But, strangely, the voice - the sense of some invisible presence, here in the cage with her - was somehow
comforting.
Spinner held her right hand over the waldo. She pressed her gloved finger to the yellow light.
A subtle change in the light, around her. There was no noise, no sense of motion.
She glanced down, through the bars of her cage.
The ice was gone.
Callisto had vanished.
She twisted in her seat, the straps chafing against her chest, and peered out of her cage. The rings of Jupiter and the Sun’s swollen form covered the sky - unperturbed by the disappearance of a mere moon. She couldn’t see the
Northern.
She spotted a ball of ice, small enough to cover with her fist, off to her right, below the nightfighter.
Could that be Callisto? If so, she’d travelled thousands of miles from the moon, in less than a heartbeat - and felt nothing.
She looked behind her.
The Xeelee nightfighter had
spread
its sycamore-seed wings. From within their hundred-yard shells, sheets of night-darkness -
hundreds of miles long
- curled across space behind her, occluding the stars.
At her touch, the ancient Xeelee craft had come to life.
She screamed and buried her faceplate in her gloves.
Lieserl soared out from the core, out through the shell of fusing hydrogen, and inspected her maser convection loops. She sensed the distorted echoes of her last set of messages, as they had survived their cycles through the coherence paths of the convection loops.
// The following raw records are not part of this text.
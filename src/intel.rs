use std::collections::BTreeMap;

use anyhow::{anyhow, Context, Result};
use serde::Deserialize;

use crate::model::UserLocation;

const DEFAULT_BASE: &str = "https://ip-score.com";
const FRAUD_BASE: &str = "https://api11.scamalytics.com/v3";

/// Geolocation and attribution for one IP, as reported by the upstream
/// IP intelligence service.
#[derive(Debug, Clone, Deserialize)]
pub struct GeoInfo {
	#[serde(default)]
	pub ip: String,
	#[serde(default)]
	pub city: String,
	#[serde(default)]
	pub region: String,
	#[serde(default)]
	pub country: String,
	#[serde(default)]
	pub isp: String,
	#[serde(default)]
	pub org: String,
	#[serde(default)]
	pub timezone: String,
	#[serde(default)]
	pub lat: f64,
	#[serde(default)]
	pub lon: f64,
}

impl GeoInfo {
	/// Convert to the expected-location input of the leak classifier.
	pub fn to_user_location(&self) -> UserLocation {
		UserLocation {
			country: self.country.clone(),
			region: self.region.clone(),
			city: self.city.clone(),
			provider_name: self.isp.clone(),
			autonomous_system_id: self.org.clone(),
		}
	}
}

#[derive(Debug, Deserialize)]
struct BlacklistRaw {
	#[serde(default)]
	ip: String,
	#[serde(default)]
	blacklists: BTreeMap<String, bool>,
}

/// Per-source blacklist flags with derived totals
#[derive(Debug, Clone)]
pub struct BlacklistReport {
	pub ip: String,
	pub blacklists: BTreeMap<String, bool>,
	pub is_blacklisted: bool,
	pub blacklist_count: usize,
}

impl From<BlacklistRaw> for BlacklistReport {
	fn from(raw: BlacklistRaw) -> Self {
		let blacklist_count = raw.blacklists.values().filter(|flagged| **flagged).count();
		BlacklistReport {
			ip: raw.ip,
			is_blacklisted: blacklist_count > 0,
			blacklist_count,
			blacklists: raw.blacklists,
		}
	}
}

#[derive(Debug, Deserialize)]
struct ScamalyticsEnvelope {
	scamalytics: ScamalyticsBody,
}

#[derive(Debug, Deserialize)]
struct ScamalyticsBody {
	#[serde(default)]
	scamalytics_score: u32,
	#[serde(default)]
	scamalytics_risk: String,
	#[serde(default)]
	scamalytics_proxy: ScamalyticsProxy,
}

#[derive(Debug, Default, Deserialize)]
struct ScamalyticsProxy {
	#[serde(default)]
	is_datacenter: bool,
	#[serde(default)]
	is_vpn: bool,
}

/// Fraud-scoring summary for one IP
#[derive(Debug, Clone)]
pub struct FraudReport {
	pub fraud_score: u32,
	pub risk_label: String,
	pub vpn_detected: bool,
	pub proxy_detected: bool,
}

/// Credentials for the fraud-scoring API, read from the environment.
#[derive(Debug, Clone)]
pub struct FraudCredentials {
	pub user: String,
	pub key: String,
}

impl FraudCredentials {
	pub fn from_env() -> Option<Self> {
		let user = std::env::var("SCAMALYTICS_USER").ok()?;
		let key = std::env::var("SCAMALYTICS_API_KEY").ok()?;
		Some(FraudCredentials { user, key })
	}
}

/// Map a raw risk string and score to a display label.
fn risk_label(risk: &str, score: u32) -> &'static str {
	if risk == "very high" || score >= 75 {
		"Very high risk"
	} else if risk == "high" || score >= 50 {
		"High risk"
	} else if risk == "medium" || score >= 25 {
		"Moderate risk"
	} else {
		"Low risk"
	}
}

/// Client for the upstream geolocation/blacklist/fraud services.
///
/// This layer is an optional collaborator: the leak test only consumes the
/// resolved country as its expected-country input, and every lookup
/// failure degrades to the self-referential fallback.
#[derive(Debug, Clone)]
pub struct IntelClient {
	client: reqwest::Client,
	base: String,
}

impl Default for IntelClient {
	fn default() -> Self {
		IntelClient::with_base(DEFAULT_BASE)
	}
}

impl IntelClient {
	pub fn with_base(base: impl Into<String>) -> Self {
		let client = reqwest::Client::builder()
			.user_agent(concat!("leakprobe/", env!("CARGO_PKG_VERSION")))
			.build()
			.unwrap_or_else(|_| reqwest::Client::new());
		IntelClient {
			client,
			base: base.into(),
		}
	}

	/// Geolocation of the caller's own IP.
	pub async fn own_geo(&self) -> Result<GeoInfo> {
		let url = format!("{}/json", self.base);
		let response = self
			.client
			.get(&url)
			.send()
			.await
			.with_context(|| format!("geolocation request to {} failed", url))?
			.error_for_status()?;
		Ok(response.json().await?)
	}

	/// Geolocation of a user-supplied IP. The upstream expects the target
	/// quoted inside the form field.
	pub async fn geo(&self, ip: &str) -> Result<GeoInfo> {
		let url = format!("{}/json", self.base);
		let response = self
			.client
			.post(&url)
			.form(&[("ip", format!("\"{}\"", ip))])
			.send()
			.await
			.with_context(|| format!("geolocation request to {} failed", url))?
			.error_for_status()?;
		Ok(response.json().await?)
	}

	/// Blacklist flags for the caller's own IP.
	pub async fn own_blacklists(&self) -> Result<BlacklistReport> {
		let url = format!("{}/spamjson", self.base);
		let raw: BlacklistRaw = self
			.client
			.get(&url)
			.send()
			.await
			.with_context(|| format!("blacklist request to {} failed", url))?
			.error_for_status()?
			.json()
			.await?;
		Ok(raw.into())
	}

	/// Blacklist flags for a user-supplied IP.
	pub async fn blacklists(&self, ip: &str) -> Result<BlacklistReport> {
		let url = format!("{}/spamjson", self.base);
		let raw: BlacklistRaw = self
			.client
			.post(&url)
			.form(&[("ip", format!("\"{}\"", ip))])
			.send()
			.await
			.with_context(|| format!("blacklist request to {} failed", url))?
			.error_for_status()?
			.json()
			.await?;
		Ok(raw.into())
	}

	/// Fraud score for an IP via the scoring API.
	pub async fn fraud(&self, ip: &str, credentials: &FraudCredentials) -> Result<FraudReport> {
		let url = format!(
			"{}/{}/?key={}&ip={}",
			FRAUD_BASE, credentials.user, credentials.key, ip,
		);
		let envelope: ScamalyticsEnvelope = self
			.client
			.get(&url)
			.send()
			.await
			.map_err(|e| anyhow!("fraud score request failed: {}", e))?
			.error_for_status()?
			.json()
			.await?;
		let body = envelope.scamalytics;
		Ok(FraudReport {
			fraud_score: body.scamalytics_score,
			risk_label: risk_label(&body.scamalytics_risk, body.scamalytics_score).to_string(),
			vpn_detected: body.scamalytics_proxy.is_vpn,
			proxy_detected: body.scamalytics_proxy.is_datacenter,
		})
	}
}
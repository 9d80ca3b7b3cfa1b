use crate::model::{AddressFamily, Confidence, DnsServerRecord, ProbeTask};
use crate::parse::parse_probe_payload;
use crate::transport::{LeakTestConfig, ProbeTransport};

/// Build the probe schedule: the configured number of IPv4 probes followed
/// by the IPv6 probes, sequence numbers 1..N.
pub(crate) fn build_schedule(config: &LeakTestConfig) -> Vec<ProbeTask> {
	let mut schedule = Vec::with_capacity((config.probes_v4 + config.probes_v6) as usize);
	let mut sequence = 1;
	for _ in 0..config.probes_v4 {
		schedule.push(ProbeTask {
			sequence_number: sequence,
			family: AddressFamily::V4,
		});
		sequence += 1;
	}
	for _ in 0..config.probes_v6 {
		schedule.push(ProbeTask {
			sequence_number: sequence,
			family: AddressFamily::V6,
		});
		sequence += 1;
	}
	schedule
}

/// Run the configured probe sequence and accumulate detected resolvers.
///
/// Probes run sequentially with the configured inter-probe delay to avoid
/// rate limiting on the probe endpoints; the final probe has no trailing
/// delay. Records are deduplicated by address across all probes. Each new
/// record gets the measured probe latency attached and is delivered to the
/// callback immediately, in discovery order. A record re-observed by a
/// later probe is not re-emitted but its confidence is upgraded to High.
///
/// A failed probe is logged and skipped; the sequence always completes.
pub(crate) async fn run_probe_sequence<T, F>(
	transport: &T,
	config: &LeakTestConfig,
	mut on_server: F,
) -> Vec<DnsServerRecord>
where
	T: ProbeTransport,
	F: FnMut(&DnsServerRecord),
{
	let schedule = build_schedule(config);
	let total = schedule.len();
	let mut servers: Vec<DnsServerRecord> = Vec::new();

	for (i, task) in schedule.into_iter().enumerate() {
		tracing::debug!(
			probe = task.sequence_number,
			of = total,
			family = %task.family,
			"running probe",
		);
		match transport.probe(task, config.probe_timeout).await {
			Ok(raw) => {
				let latency_ms = raw.latency.as_millis() as u64;
				let parsed = parse_probe_payload(&raw.payload, task.sequence_number, task.family);
				for mut server in parsed {
					if let Some(existing) =
						servers.iter_mut().find(|s| s.address == server.address)
					{
						// Corroborated by a second independent probe
						existing.confidence = Confidence::High;
						continue;
					}
					server.response_time_ms = Some(latency_ms);
					if server.confidence < Confidence::Medium {
						server.confidence = Confidence::Medium;
					}
					on_server(&server);
					servers.push(server);
				}
			}
			Err(e) => {
				tracing::warn!(probe = task.sequence_number, error = %e, "probe failed, continuing");
			}
		}
		if i + 1 < total && !config.inter_probe_delay.is_zero() {
			tokio::time::sleep(config.inter_probe_delay).await;
		}
	}

	servers
}

#[cfg(test)]
pub(crate) mod tests {
	use super::*;
	use crate::transport::{ProbeError, RawProbe};
	use serde_json::json;
	use std::collections::VecDeque;
	use std::future::Future;
	use std::sync::atomic::{AtomicUsize, Ordering};
	use std::sync::Mutex;
	use std::time::Duration;

	/// Transport that replays a scripted list of probe outcomes.
	pub(crate) struct ScriptedTransport {
		replies: Mutex<VecDeque<Result<RawProbe, ProbeError>>>,
		pub(crate) calls: AtomicUsize,
	}

	impl ScriptedTransport {
		pub(crate) fn new(replies: Vec<Result<RawProbe, ProbeError>>) -> Self {
			ScriptedTransport {
				replies: Mutex::new(replies.into()),
				calls: AtomicUsize::new(0),
			}
		}

		pub(crate) fn ok(payload: serde_json::Value, latency_ms: u64) -> Result<RawProbe, ProbeError> {
			Ok(RawProbe {
				payload,
				latency: Duration::from_millis(latency_ms),
			})
		}
	}

	impl ProbeTransport for ScriptedTransport {
		fn probe(
			&self,
			_task: ProbeTask,
			timeout: Duration,
		) -> impl Future<Output = Result<RawProbe, ProbeError>> + Send {
			self.calls.fetch_add(1, Ordering::SeqCst);
			let next = self.replies.lock().unwrap().pop_front();
			async move { next.unwrap_or(Err(ProbeError::Timeout(timeout))) }
		}
	}

	pub(crate) fn fast_config() -> LeakTestConfig {
		LeakTestConfig {
			inter_probe_delay: Duration::ZERO,
			probe_timeout: Duration::from_millis(100),
			..LeakTestConfig::default()
		}
	}

	fn payload(addr: &str, country: &str, org: &str) -> serde_json::Value {
		json!({ addr: ["XX", country, org] })
	}

	#[test]
	fn test_schedule_default_order() {
		let schedule = build_schedule(&LeakTestConfig::default());
		assert_eq!(schedule.len(), 4);
		assert_eq!(schedule[0].family, AddressFamily::V4);
		assert_eq!(schedule[1].family, AddressFamily::V4);
		assert_eq!(schedule[2].family, AddressFamily::V6);
		assert_eq!(schedule[3].family, AddressFamily::V6);
		let sequences: Vec<u32> = schedule.iter().map(|t| t.sequence_number).collect();
		assert_eq!(sequences, vec![1, 2, 3, 4]);
	}

	#[test]
	fn test_schedule_configurable_counts() {
		let config = LeakTestConfig {
			probes_v4: 3,
			probes_v6: 0,
			..LeakTestConfig::default()
		};
		let schedule = build_schedule(&config);
		assert_eq!(schedule.len(), 3);
		assert!(schedule.iter().all(|t| t.family == AddressFamily::V4));
	}

	#[tokio::test]
	async fn test_dedup_and_corroboration() {
		let transport = ScriptedTransport::new(vec![
			ScriptedTransport::ok(payload("8.8.8.8", "United States, Mountain View", "Google LLC"), 30),
			ScriptedTransport::ok(payload("8.8.8.8", "United States, Mountain View", "Google LLC"), 40),
			ScriptedTransport::ok(payload("9.9.9.9", "Switzerland, Zurich", "Quad9"), 50),
			ScriptedTransport::ok(json!({}), 10),
		]);
		let mut seen = Vec::new();
		let servers =
			run_probe_sequence(&transport, &fast_config(), |s| seen.push(s.address.clone())).await;

		// Dedup invariant: no two entries share an address
		assert_eq!(servers.len(), 2);
		assert_eq!(servers[0].address, "8.8.8.8");
		assert_eq!(servers[1].address, "9.9.9.9");
		// Re-observed record upgraded, not re-emitted
		assert_eq!(servers[0].confidence, Confidence::High);
		assert_eq!(servers[1].confidence, Confidence::Medium);
		// Callback fired once per unique record, in discovery order
		assert_eq!(seen, vec!["8.8.8.8".to_string(), "9.9.9.9".to_string()]);
	}

	#[tokio::test]
	async fn test_measured_latency_attached() {
		let transport = ScriptedTransport::new(vec![ScriptedTransport::ok(
			payload("1.1.1.1", "Australia, Sydney", "Cloudflare"),
			37,
		)]);
		let config = LeakTestConfig {
			probes_v4: 1,
			probes_v6: 0,
			..fast_config()
		};
		let servers = run_probe_sequence(&transport, &config, |_| {}).await;
		assert_eq!(servers[0].response_time_ms, Some(37));
	}

	#[tokio::test]
	async fn test_single_failure_does_not_abort_run() {
		let transport = ScriptedTransport::new(vec![
			Err(ProbeError::Status(502)),
			ScriptedTransport::ok(payload("9.9.9.9", "Switzerland, Zurich", "Quad9"), 20),
			Err(ProbeError::Timeout(Duration::from_millis(100))),
			Err(ProbeError::Request("connection refused".into())),
		]);
		let servers = run_probe_sequence(&transport, &fast_config(), |_| {}).await;
		assert_eq!(servers.len(), 1);
		// Every scheduled probe was still attempted
		assert_eq!(transport.calls.load(Ordering::SeqCst), 4);
	}

	#[tokio::test]
	async fn test_total_probe_exhaustion_yields_empty() {
		let transport = ScriptedTransport::new(vec![]);
		let servers = run_probe_sequence(&transport, &fast_config(), |_| {}).await;
		assert!(servers.is_empty());
		assert_eq!(transport.calls.load(Ordering::SeqCst), 4);
	}
}
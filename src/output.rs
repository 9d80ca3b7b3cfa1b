use anyhow::Result;
use comfy_table::{presets::UTF8_FULL, ContentArrangement, Table};

use crate::intel::{BlacklistReport, FraudReport, GeoInfo};
use crate::model::{DnsServerRecord, LeakTestResult, TestStatus};
use crate::transport::LeakTestConfig;

/// Print a summary of the test configuration before running.
pub fn print_config_summary(config: &LeakTestConfig) {
	println!("DNS Leak Test Configuration");
	println!("===========================");
	println!("IPv4 probes:    {}", config.probes_v4);
	println!("IPv6 probes:    {}", config.probes_v6);
	println!("Probe timeout:  {} ms", config.probe_timeout.as_millis());
	println!("Probe spacing:  {} ms", config.inter_probe_delay.as_millis());
	println!("Run timeout:    {} ms", config.run_timeout.as_millis());
	match &config.expected_location {
		Some(location) => println!("Expected:       {} ({})", location.country, location.provider_name),
		None => println!("Expected:       (from first detected resolver)"),
	}
	println!();
}

/// Print the subject geolocation block.
pub fn print_geo(geo: &GeoInfo) {
	println!("Subject IP:     {}", geo.ip);
	println!("Location:       {}, {}, {}", geo.city, geo.region, geo.country);
	println!("ISP:            {} ({})", geo.isp, geo.org);
	if !geo.timezone.is_empty() {
		println!("Timezone:       {}", geo.timezone);
	}
	println!();
}

/// Print the blacklist block.
pub fn print_blacklists(report: &BlacklistReport) {
	if report.is_blacklisted {
		let sources: Vec<&str> = report
			.blacklists
			.iter()
			.filter(|(_, flagged)| **flagged)
			.map(|(source, _)| source.as_str())
			.collect();
		println!(
			"Blacklists:     listed on {} source(s): {}",
			report.blacklist_count,
			sources.join(", "),
		);
	} else {
		println!("Blacklists:     clean ({} sources checked)", report.blacklists.len());
	}
}

/// Print the fraud score block.
pub fn print_fraud(report: &FraudReport) {
	println!(
		"Fraud score:    {}/100 ({})",
		report.fraud_score, report.risk_label,
	);
	if report.vpn_detected {
		println!("                VPN detected");
	}
	if report.proxy_detected {
		println!("                Datacenter/proxy detected");
	}
}

/// Live-update line for one newly detected resolver.
pub fn print_server_detected(server: &DnsServerRecord) {
	println!(
		"  detected {} ({}, {})",
		server.address, server.country, server.provider_name,
	);
}

/// Print the final result as a formatted table plus a summary block.
pub fn print_result(result: &LeakTestResult) {
	println!("\nDNS Leak Test Results");
	println!("=====================\n");

	if result.status == TestStatus::Error {
		if let Some(message) = &result.message {
			println!("Test failed: {}", message);
		}
		return;
	}

	if !result.servers.is_empty() {
		let mut table = Table::new();
		table.load_preset(UTF8_FULL);
		table.set_content_arrangement(ContentArrangement::Dynamic);
		table.set_header(vec![
			"#", "Address", "Family", "Country", "Provider", "Latency", "Confidence",
		]);
		for (i, server) in result.servers.iter().enumerate() {
			let latency = server
				.response_time_ms
				.map(|ms| format!("{} ms", ms))
				.unwrap_or_else(|| "-".to_string());
			table.add_row(vec![
				format!("{}", i + 1),
				server.address.clone(),
				server.address_family.to_string(),
				server.country.clone(),
				server.provider_name.clone(),
				latency,
				server.confidence.to_string(),
			]);
		}
		println!("{table}\n");
	}

	let summary = &result.summary;
	println!("Servers:        {}", summary.total_servers);
	println!("Countries:      {}", summary.unique_countries);
	println!("Providers:      {}", summary.unique_providers);
	println!("Avg latency:    {} ms", summary.average_response_time_ms);
	println!("Duration:       {} ms", summary.duration_ms);
	if let Some(location) = &result.user_location {
		println!("Expected:       {} ({})", location.country, location.provider_name);
	}
	let public = result.grouped_by_category.public.len();
	if public > 0 {
		println!("Public DNS:     {} resolver(s)", public);
	}
	let international = result.grouped_by_category.international.len();
	if international > 0 {
		println!("International:  {} resolver(s)", international);
	}
	println!();
	if let Some(message) = &result.message {
		println!("{}", message);
	}
}

/// Write the detected servers to a CSV file.
pub fn write_csv(path: &str, result: &LeakTestResult) -> Result<()> {
	let mut writer = csv::Writer::from_path(path)?;

	writer.write_record([
		"address", "family", "country", "location", "provider", "organization",
		"protocol", "port", "response_time_ms", "confidence", "hostname",
	])?;

	for server in &result.servers {
		writer.write_record([
			server.address.clone(),
			server.address_family.to_string(),
			server.country.clone(),
			server.location.clone(),
			server.provider_name.clone(),
			server.organization.clone(),
			server.transport_protocol.clone(),
			server.port.to_string(),
			server
				.response_time_ms
				.map(|ms| ms.to_string())
				.unwrap_or_default(),
			server.confidence.to_string(),
			server.hostname.clone().unwrap_or_default(),
		])?;
	}

	writer.flush()?;
	println!("Results written to: {}", path);
	Ok(())
}

/// Serialize the full result as pretty JSON.
pub fn to_json(result: &LeakTestResult) -> Result<String> {
	Ok(serde_json::to_string_pretty(result)?)
}
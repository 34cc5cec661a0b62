pub mod chip8;

use std::io;

use thiserror::Error;

/// The interface a host application drives. A host repeatedly calls `step`, calls
/// `tick_timers` at an independent fixed rate, feeds key state via the input pins and
/// polls the output pins for presentation.
pub trait Chip {
    /// Address type used to select an input pin.
    type PinAddress;

    /// The outcome of a successful step.
    type StepOutcome;

    /// Loads the program stored at `path` and returns its size in bytes.
    fn load_program(&mut self, path: &str) -> Result<usize, LoadProgramError>;

    /// Executes exactly one instruction cycle.
    fn step(&mut self) -> Result<Self::StepOutcome, MachineError>;

    /// Advances the chip's countdown timers by one tick.
    fn tick_timers(&mut self);

    fn read_output_pins(&self) -> &[bool];

    fn set_input_pin(&mut self, pin: Self::PinAddress, value: bool) -> Result<(), MachineError>;

    fn reset_input_pins(&mut self);

    /// Whether the chip reached its terminal state. A halted chip refuses to step.
    fn is_halted(&self) -> bool;

    /// Whether an audio collaborator should currently be playing a tone.
    fn sound_active(&self) -> bool;
}

/// Errors raised while loading a program image.
#[derive(Debug, Error)]
pub enum LoadProgramError {
    #[error("Program too large: {0} bytes (at most 3584 bytes fit into memory)")]
    ProgramTooLarge(usize),

    #[error("Could not read program file {path}")]
    CouldNotReadFile {
        path: String,
        #[source]
        source: io::Error,
    },
}

/// Errors raised by the execution engine. All variants except `InvalidKeyIndex`
/// and `Halted` move the machine into its halted state.
#[derive(Clone, Debug, Error, PartialEq, Eq)]
pub enum MachineError {
    #[error("Unknown opcode {0:#06X}")]
    UnknownOpcode(u16),

    #[error("Program counter {0:#06X} exceeds memory")]
    ProgramCounterOutOfBounds(u16),

    #[error("Stack overflow on call at {0:#06X}")]
    StackOverflow(u16),

    #[error("Stack underflow on return at {0:#06X}")]
    StackUnderflow(u16),

    #[error("Memory access at {0:#06X} exceeds memory")]
    AddressOutOfBounds(u16),

    #[error("Invalid key index {0} (expected 0 to 15)")]
    InvalidKeyIndex(u8),

    #[error("Machine is halted")]
    Halted,
}

/// A chip that can push its display to a cursive user interface.
pub trait ChipWithCursiveDisplay {
    /// Sends the current display to `gfx_sink` if it changed since the last
    /// update. Returns `false` once the user interface is gone.
    fn update_ui(&mut self, gfx_sink: &cursive::CbSink) -> bool;
}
She adjusted the information content of her maser links, and initiated new messages. She added in the latest information she’d gleaned, and restated - in as strong and simple a language as she could muster - her warnings about the likely future evolution of the Sun.
When she was done, she felt something within her relax. Once more she’d scratched this itch to communicate; once more she’d assuaged her absurd, ancient feelings of guilt . . .
But it was only after she’d sent her communication that she studied, properly, the cycled remnants of her last signals.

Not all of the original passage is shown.